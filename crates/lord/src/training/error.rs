//! Errors raised while mining rules.

use crate::data::SelectorId;

/// Invariant violations detected during a rule search.
#[derive(Debug, Clone, PartialEq, Eq, thiserror::Error)]
pub enum SearchError {
    #[error("no occurrence list for selector {selector}")]
    MissingOccurrenceList { selector: SelectorId },

    #[error("selector {selector} is not a class selector")]
    UnknownClass { selector: SelectorId },

    #[error("body selector {selector} is not a predictor")]
    NonPredictorBody { selector: SelectorId },

    #[error("body is not strictly ascending at selector {selector}")]
    UnsortedBody { selector: SelectorId },
}

/// Errors that abort a training run.
#[derive(Debug, thiserror::Error)]
pub enum TrainError {
    #[error("rule search failed: {0}")]
    Search(#[from] SearchError),

    #[error("failed to build thread pool: {0}")]
    ThreadPool(#[from] rayon::ThreadPoolBuildError),
}
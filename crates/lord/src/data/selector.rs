//! Selectors: the integer-coded conditions that rows are made of.

use serde::{Deserialize, Serialize};

use super::DatasetError;

/// Identifier of a selector. Predictor ids are dense and precede target ids.
pub type SelectorId = u32;

/// Whether a selector is a condition on a predictor attribute or a class label.
#[derive(Debug, Clone, Copy, PartialEq, Eq, Hash, Serialize, Deserialize)]
pub enum SelectorRole {
    Predictor,
    Target,
}

/// One encoded condition over a single attribute.
#[derive(Debug, Clone, PartialEq, Eq, Serialize, Deserialize)]
pub struct Selector {
    pub id: SelectorId,
    /// Attribute the condition is defined over.
    pub attribute_id: u32,
    /// Number of training rows holding this selector.
    pub support: u32,
    pub role: SelectorRole,
}

impl Selector {
    pub fn predictor(id: SelectorId, attribute_id: u32) -> Self {
        Self {
            id,
            attribute_id,
            support: 0,
            role: SelectorRole::Predictor,
        }
    }

    pub fn target(id: SelectorId, attribute_id: u32) -> Self {
        Self {
            id,
            attribute_id,
            support: 0,
            role: SelectorRole::Target,
        }
    }

    #[inline]
    pub fn is_target(&self) -> bool {
        self.role == SelectorRole::Target
    }
}

/// Validated selector vocabulary.
///
/// Selector `i` is stored at position `i`; all predictors come first,
/// followed by at least one target.
#[derive(Debug, Clone, PartialEq, Eq)]
pub struct SelectorTable {
    selectors: Vec<Selector>,
    n_predictors: usize,
}

impl SelectorTable {
    /// Validate a selector vocabulary.
    ///
    /// # Errors
    ///
    /// - [`DatasetError::SelectorIdMismatch`] if ids are not `0..len` in order
    /// - [`DatasetError::PredictorAfterTarget`] if a predictor follows a target
    /// - [`DatasetError::NoTargetSelectors`] if there is no target selector
    pub fn new(selectors: Vec<Selector>) -> Result<Self, DatasetError> {
        for (position, selector) in selectors.iter().enumerate() {
            if selector.id as usize != position {
                return Err(DatasetError::SelectorIdMismatch {
                    position,
                    id: selector.id,
                });
            }
        }

        let n_predictors = selectors.iter().take_while(|s| !s.is_target()).count();
        if let Some(s) = selectors[n_predictors..].iter().find(|s| !s.is_target()) {
            return Err(DatasetError::PredictorAfterTarget { id: s.id });
        }
        if n_predictors == selectors.len() {
            return Err(DatasetError::NoTargetSelectors);
        }

        Ok(Self {
            selectors,
            n_predictors,
        })
    }

    /// Build a table with `n_predictors` predictor selectors followed by
    /// `n_targets` target selectors, one attribute per selector group.
    pub fn with_counts(n_predictors: usize, n_targets: usize) -> Result<Self, DatasetError> {
        let predictors = (0..n_predictors).map(|i| Selector::predictor(i as SelectorId, 0));
        let targets = (n_predictors..n_predictors + n_targets)
            .map(|i| Selector::target(i as SelectorId, 1));
        Self::new(predictors.chain(targets).collect())
    }

    #[inline]
    pub fn len(&self) -> usize {
        self.selectors.len()
    }

    #[inline]
    pub fn is_empty(&self) -> bool {
        self.selectors.is_empty()
    }

    #[inline]
    pub fn get(&self, id: SelectorId) -> Option<&Selector> {
        self.selectors.get(id as usize)
    }

    pub fn selectors(&self) -> &[Selector] {
        &self.selectors
    }

    #[inline]
    pub fn n_predictors(&self) -> usize {
        self.n_predictors
    }

    #[inline]
    pub fn n_targets(&self) -> usize {
        self.selectors.len() - self.n_predictors
    }

    #[inline]
    pub fn contains(&self, id: SelectorId) -> bool {
        (id as usize) < self.selectors.len()
    }

    #[inline]
    pub fn is_target(&self, id: SelectorId) -> bool {
        let id = id as usize;
        id >= self.n_predictors && id < self.selectors.len()
    }

    #[inline]
    pub fn is_predictor(&self, id: SelectorId) -> bool {
        (id as usize) < self.n_predictors
    }

    /// Target selector ids in ascending order.
    pub fn target_ids(&self) -> impl Iterator<Item = SelectorId> + '_ {
        (self.n_predictors..self.selectors.len()).map(|i| i as SelectorId)
    }

    /// The target selector with the largest support.
    ///
    /// Ties keep the lowest id.
    pub fn majority_target(&self) -> SelectorId {
        let targets = &self.selectors[self.n_predictors..];
        let mut best = &targets[0];
        for selector in &targets[1..] {
            if selector.support > best.support {
                best = selector;
            }
        }
        best.id
    }

    pub(crate) fn set_supports(&mut self, supports: &[u32]) {
        for (selector, &support) in self.selectors.iter_mut().zip(supports) {
            selector.support = support;
        }
    }
}

#[cfg(test)]
mod tests {
    use super::*;

    #[test]
    fn test_table_roles() {
        let table = SelectorTable::with_counts(3, 2).unwrap();
        assert_eq!(table.len(), 5);
        assert_eq!(table.n_predictors(), 3);
        assert_eq!(table.n_targets(), 2);
        assert!(table.is_predictor(2));
        assert!(table.is_target(3));
        assert!(table.is_target(4));
        assert!(!table.is_target(5));
        assert_eq!(table.target_ids().collect::<Vec<_>>(), vec![3, 4]);
    }

    #[test]
    fn test_rejects_gap_in_ids() {
        let selectors = vec![Selector::predictor(0, 0), Selector::target(2, 1)];
        assert_eq!(
            SelectorTable::new(selectors),
            Err(DatasetError::SelectorIdMismatch { position: 1, id: 2 })
        );
    }

    #[test]
    fn test_rejects_predictor_after_target() {
        let selectors = vec![
            Selector::predictor(0, 0),
            Selector::target(1, 1),
            Selector::predictor(2, 0),
        ];
        assert_eq!(
            SelectorTable::new(selectors),
            Err(DatasetError::PredictorAfterTarget { id: 2 })
        );
    }

    #[test]
    fn test_rejects_missing_targets() {
        let selectors = vec![Selector::predictor(0, 0)];
        assert_eq!(
            SelectorTable::new(selectors),
            Err(DatasetError::NoTargetSelectors)
        );
    }

    #[test]
    fn test_majority_target_ties_keep_lowest_id() {
        let mut table = SelectorTable::with_counts(1, 3).unwrap();
        table.set_supports(&[4, 2, 5, 5]);
        assert_eq!(table.majority_target(), 2);

        table.set_supports(&[4, 0, 0, 0]);
        assert_eq!(table.majority_target(), 1);
    }
}
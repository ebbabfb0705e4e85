//! Threading helpers shared by mining, filtering and batch prediction.

use rayon::prelude::*;

// =============================================================================
// Parallelism
// =============================================================================

/// Execution mode handed down from the model API to each training phase.
///
/// Phases never build pools of their own. Under `Parallel` they fan out over
/// the pool installed by [`run_with_threads`]; under `Sequential` they stay
/// on the calling thread.
#[derive(Clone, Copy, Debug, PartialEq, Eq)]
pub enum Parallelism {
    Sequential,
    Parallel,
}

impl Parallelism {
    /// Mode for a requested thread count: 1 is sequential, 0 follows the
    /// current pool, anything else is parallel.
    #[inline]
    pub fn from_threads(n_threads: usize) -> Self {
        match n_threads {
            1 => Self::Sequential,
            0 if rayon::current_num_threads() <= 1 => Self::Sequential,
            _ => Self::Parallel,
        }
    }

    #[inline]
    pub fn is_parallel(self) -> bool {
        self == Self::Parallel
    }

    /// Worker count for claim-based phases: one per pool thread.
    #[inline]
    pub fn n_workers(self) -> usize {
        if self.is_parallel() {
            rayon::current_num_threads().max(1)
        } else {
            1
        }
    }

    /// Map in input order, in parallel when allowed.
    #[inline]
    pub fn maybe_par_map<T, B, I, F>(self, items: I, f: F) -> Vec<B>
    where
        T: Send,
        B: Send,
        I: IntoIterator<Item = T> + IntoParallelIterator<Item = T>,
        F: Fn(T) -> B + Sync + Send,
    {
        match self {
            Self::Parallel => items.into_par_iter().map(f).collect(),
            Self::Sequential => items.into_iter().map(f).collect(),
        }
    }
}

// =============================================================================
// Pool Setup
// =============================================================================

/// Run `f` under the pool matching `n_threads`.
///
/// `0` uses the global pool (all cores), `1` runs on the calling thread and
/// `n > 1` installs a dedicated pool of `n` threads for the duration of `f`.
///
/// # Errors
///
/// The builder error if the dedicated pool cannot be created.
///
/// # Example
///
/// ```
/// use lord::{run_with_threads, Parallelism};
///
/// let mode = run_with_threads(1, |parallelism| parallelism).unwrap();
/// assert_eq!(mode, Parallelism::Sequential);
/// ```
pub fn run_with_threads<T: Send>(
    n_threads: usize,
    f: impl FnOnce(Parallelism) -> T + Send,
) -> Result<T, rayon::ThreadPoolBuildError> {
    match n_threads {
        0 => Ok(f(Parallelism::from_threads(0))),
        1 => Ok(f(Parallelism::Sequential)),
        n => {
            let pool = rayon::ThreadPoolBuilder::new().num_threads(n).build()?;
            Ok(pool.install(|| f(Parallelism::Parallel)))
        }
    }
}

#[cfg(test)]
mod tests {
    use super::*;

    #[test]
    fn test_from_threads() {
        assert_eq!(Parallelism::from_threads(1), Parallelism::Sequential);
        assert_eq!(Parallelism::from_threads(4), Parallelism::Parallel);
    }

    #[test]
    fn test_dedicated_pool_size() {
        let (mode, workers) = run_with_threads(3, |p| (p, p.n_workers())).unwrap();
        assert_eq!(mode, Parallelism::Parallel);
        assert_eq!(workers, 3);
        assert_eq!(Parallelism::Sequential.n_workers(), 1);
    }

    #[test]
    fn test_maybe_par_map_keeps_order() {
        let rows: Vec<Vec<u32>> = (0..50).map(|i| vec![i, i + 1]).collect();
        for mode in [Parallelism::Sequential, Parallelism::Parallel] {
            let sums = mode.maybe_par_map(&rows, |r| r.iter().sum::<u32>());
            assert_eq!(sums, (0..50).map(|i| 2 * i + 1).collect::<Vec<_>>());
        }
    }
}
//! Training progress reporting.

use std::time::Instant;

/// How much a training run reports on stderr.
#[derive(Debug, Clone, Copy, PartialEq, Eq, PartialOrd, Ord, Hash, Default)]
pub enum Verbosity {
    #[default]
    Silent,
    Warning,
    Info,
    Debug,
}

/// Phase-oriented logger for a single training run.
///
/// Messages below the configured verbosity are dropped. Phase timings are
/// measured from the previous phase boundary.
#[derive(Debug)]
pub struct TrainingLogger {
    verbosity: Verbosity,
    started: Option<Instant>,
    last_phase: Option<Instant>,
}

impl TrainingLogger {
    pub fn new(verbosity: Verbosity) -> Self {
        Self {
            verbosity,
            started: None,
            last_phase: None,
        }
    }

    #[inline]
    pub fn verbosity(&self) -> Verbosity {
        self.verbosity
    }

    #[inline]
    pub fn enabled(&self, level: Verbosity) -> bool {
        level != Verbosity::Silent && self.verbosity >= level
    }

    pub fn start_training(&mut self, n_rows: usize, n_selectors: usize) {
        let now = Instant::now();
        self.started = Some(now);
        self.last_phase = Some(now);
        if self.enabled(Verbosity::Info) {
            eprintln!("[lord] training on {n_rows} rows, {n_selectors} selectors");
        }
    }

    /// Mark the end of a phase, e.g. tree construction or rule search.
    pub fn log_phase(&mut self, phase: &str, detail: impl std::fmt::Display) {
        let now = Instant::now();
        let elapsed = self.last_phase.map(|t| now.duration_since(t));
        self.last_phase = Some(now);
        if self.enabled(Verbosity::Info) {
            match elapsed {
                Some(d) => eprintln!("[lord] {phase}: {detail} ({:.3}s)", d.as_secs_f64()),
                None => eprintln!("[lord] {phase}: {detail}"),
            }
        }
    }

    pub fn warn(&self, message: impl std::fmt::Display) {
        if self.enabled(Verbosity::Warning) {
            eprintln!("[lord] warning: {message}");
        }
    }

    pub fn debug(&self, message: impl std::fmt::Display) {
        if self.enabled(Verbosity::Debug) {
            eprintln!("[lord] {message}");
        }
    }

    pub fn finish_training(&mut self, n_rules: usize) {
        if self.enabled(Verbosity::Info) {
            match self.started.take() {
                Some(t) => eprintln!(
                    "[lord] done: {n_rules} rules in {:.3}s",
                    t.elapsed().as_secs_f64()
                ),
                None => eprintln!("[lord] done: {n_rules} rules"),
            }
        }
        self.last_phase = None;
    }
}

#[cfg(test)]
mod tests {
    use super::*;

    #[test]
    fn test_verbosity_ordering() {
        assert!(Verbosity::Debug > Verbosity::Info);
        assert!(Verbosity::Info > Verbosity::Warning);
        assert!(Verbosity::Warning > Verbosity::Silent);
        assert_eq!(Verbosity::default(), Verbosity::Silent);
    }

    #[test]
    fn test_enabled_levels() {
        let logger = TrainingLogger::new(Verbosity::Info);
        assert!(logger.enabled(Verbosity::Warning));
        assert!(logger.enabled(Verbosity::Info));
        assert!(!logger.enabled(Verbosity::Debug));
        assert!(!logger.enabled(Verbosity::Silent));

        let silent = TrainingLogger::new(Verbosity::Silent);
        assert!(!silent.enabled(Verbosity::Warning));
    }

    #[test]
    fn test_phase_cycle_without_output() {
        let mut logger = TrainingLogger::new(Verbosity::Silent);
        logger.start_training(10, 4);
        logger.log_phase("tree", "12 nodes");
        logger.finish_training(3);
        assert!(logger.started.is_none());
    }
}
//! Validated training rows.

use super::selector::{SelectorId, SelectorTable};

/// Errors raised while validating a selector vocabulary or training rows.
#[derive(Debug, Clone, PartialEq, Eq, thiserror::Error)]
pub enum DatasetError {
    #[error("selector vocabulary has no target selector")]
    NoTargetSelectors,

    #[error("selector at position {position} has id {id}; ids must be dense and ordered")]
    SelectorIdMismatch { position: usize, id: SelectorId },

    #[error("predictor selector {id} follows a target selector")]
    PredictorAfterTarget { id: SelectorId },

    #[error("row {row} references unknown selector {id}")]
    UnknownSelector { row: usize, id: SelectorId },

    #[error("row {row} holds selector {id} more than once")]
    DuplicateSelector { row: usize, id: SelectorId },

    #[error("row {row} has no class selector")]
    MissingClass { row: usize },

    #[error("row {row} has more than one class selector")]
    MultipleClasses { row: usize },
}

/// A set of training rows over a selector vocabulary.
///
/// Every row is stored as an ascending array of selector ids whose last
/// element is its single class selector. Selector supports in the table are
/// recomputed from the rows.
#[derive(Debug, Clone)]
pub struct Dataset {
    selectors: SelectorTable,
    rows: Vec<Box<[SelectorId]>>,
}

impl Dataset {
    /// Validate and normalize rows.
    ///
    /// Rows may be given in any order; they are sorted ascending.
    ///
    /// # Errors
    ///
    /// Returns [`DatasetError`] if a row references an unknown selector, holds
    /// a selector twice, or does not hold exactly one class selector.
    pub fn new(
        mut selectors: SelectorTable,
        rows: Vec<Vec<SelectorId>>,
    ) -> Result<Self, DatasetError> {
        let mut supports = vec![0u32; selectors.len()];
        let mut normalized = Vec::with_capacity(rows.len());

        for (row_idx, mut row) in rows.into_iter().enumerate() {
            row.sort_unstable();
            if let Some(&id) = row.iter().find(|&&id| !selectors.contains(id)) {
                return Err(DatasetError::UnknownSelector { row: row_idx, id });
            }
            if let Some(pair) = row.windows(2).find(|w| w[0] == w[1]) {
                return Err(DatasetError::DuplicateSelector {
                    row: row_idx,
                    id: pair[0],
                });
            }
            match row.iter().filter(|&&id| selectors.is_target(id)).count() {
                0 => return Err(DatasetError::MissingClass { row: row_idx }),
                1 => {}
                _ => return Err(DatasetError::MultipleClasses { row: row_idx }),
            }

            for &id in &row {
                supports[id as usize] += 1;
            }
            normalized.push(row.into_boxed_slice());
        }

        selectors.set_supports(&supports);
        Ok(Self {
            selectors,
            rows: normalized,
        })
    }

    /// A dataset with no rows.
    pub fn empty(mut selectors: SelectorTable) -> Self {
        selectors.set_supports(&vec![0; selectors.len()]);
        Self {
            selectors,
            rows: Vec::new(),
        }
    }

    #[inline]
    pub fn n_rows(&self) -> usize {
        self.rows.len()
    }

    #[inline]
    pub fn is_empty(&self) -> bool {
        self.rows.is_empty()
    }

    #[inline]
    pub fn selectors(&self) -> &SelectorTable {
        &self.selectors
    }

    /// Full row: body followed by its class selector.
    #[inline]
    pub fn row(&self, idx: usize) -> &[SelectorId] {
        &self.rows[idx]
    }

    /// Predictor selectors of a row.
    #[inline]
    pub fn body(&self, idx: usize) -> &[SelectorId] {
        let row = &self.rows[idx];
        &row[..row.len() - 1]
    }

    /// Class selector of a row.
    #[inline]
    pub fn class_of(&self, idx: usize) -> SelectorId {
        let row = &self.rows[idx];
        row[row.len() - 1]
    }

    pub fn rows(&self) -> impl ExactSizeIterator<Item = &[SelectorId]> + '_ {
        self.rows.iter().map(|row| &row[..])
    }

    /// Class selector of every row, in row order.
    pub fn classes(&self) -> Vec<SelectorId> {
        (0..self.n_rows()).map(|i| self.class_of(i)).collect()
    }

    /// Majority class among target selectors; ties keep the lowest id.
    #[inline]
    pub fn majority_class(&self) -> SelectorId {
        self.selectors.majority_target()
    }
}

#[cfg(test)]
mod tests {
    use super::*;

    fn table() -> SelectorTable {
        SelectorTable::with_counts(4, 2).unwrap()
    }

    #[test]
    fn test_rows_are_sorted_and_split() {
        let ds = Dataset::new(table(), vec![vec![4, 2, 0], vec![5, 1]]).unwrap();
        assert_eq!(ds.row(0), &[0, 2, 4]);
        assert_eq!(ds.body(0), &[0, 2]);
        assert_eq!(ds.class_of(0), 4);
        assert_eq!(ds.body(1), &[1]);
        assert_eq!(ds.classes(), vec![4, 5]);
    }

    #[test]
    fn test_supports_are_recounted() {
        let ds = Dataset::new(table(), vec![vec![0, 4], vec![0, 1, 5], vec![1, 5]]).unwrap();
        let supports: Vec<u32> = ds.selectors().selectors().iter().map(|s| s.support).collect();
        assert_eq!(supports, vec![2, 2, 0, 0, 1, 2]);
        assert_eq!(ds.majority_class(), 5);
    }

    #[test]
    fn test_class_only_row_is_accepted() {
        let ds = Dataset::new(table(), vec![vec![4]]).unwrap();
        assert!(ds.body(0).is_empty());
    }

    #[test]
    fn test_rejects_invalid_rows() {
        assert_eq!(
            Dataset::new(table(), vec![vec![0, 1]]).unwrap_err(),
            DatasetError::MissingClass { row: 0 }
        );
        assert_eq!(
            Dataset::new(table(), vec![vec![0, 4], vec![0, 4, 5]]).unwrap_err(),
            DatasetError::MultipleClasses { row: 1 }
        );
        assert_eq!(
            Dataset::new(table(), vec![vec![0, 9, 4]]).unwrap_err(),
            DatasetError::UnknownSelector { row: 0, id: 9 }
        );
        assert_eq!(
            Dataset::new(table(), vec![vec![1, 1, 4]]).unwrap_err(),
            DatasetError::DuplicateSelector { row: 0, id: 1 }
        );
    }

    #[test]
    fn test_empty_dataset_defaults_to_first_target() {
        let ds = Dataset::empty(table());
        assert!(ds.is_empty());
        assert_eq!(ds.majority_class(), 4);
    }
}
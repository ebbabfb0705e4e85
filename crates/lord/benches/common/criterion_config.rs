use std::time::Duration;

use criterion::Criterion;

/// Baseline Criterion configuration for all benchmarks.
pub fn default_criterion() -> Criterion {
    Criterion::default()
        .configure_from_args()
        .warm_up_time(Duration::from_secs(2))
        .measurement_time(Duration::from_secs(10))
        .sample_size(10)
}

/// Short runs for the slow exhaustive-search cases.
pub fn fast_criterion() -> Criterion {
    Criterion::default()
        .configure_from_args()
        .warm_up_time(Duration::from_secs(1))
        .measurement_time(Duration::from_secs(5))
        .sample_size(10)
}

·····

What the task asks. Copy every line from the records above that contains the word "SearchError".

Result below.
pub enum SearchError {
    Search(#[from] SearchError),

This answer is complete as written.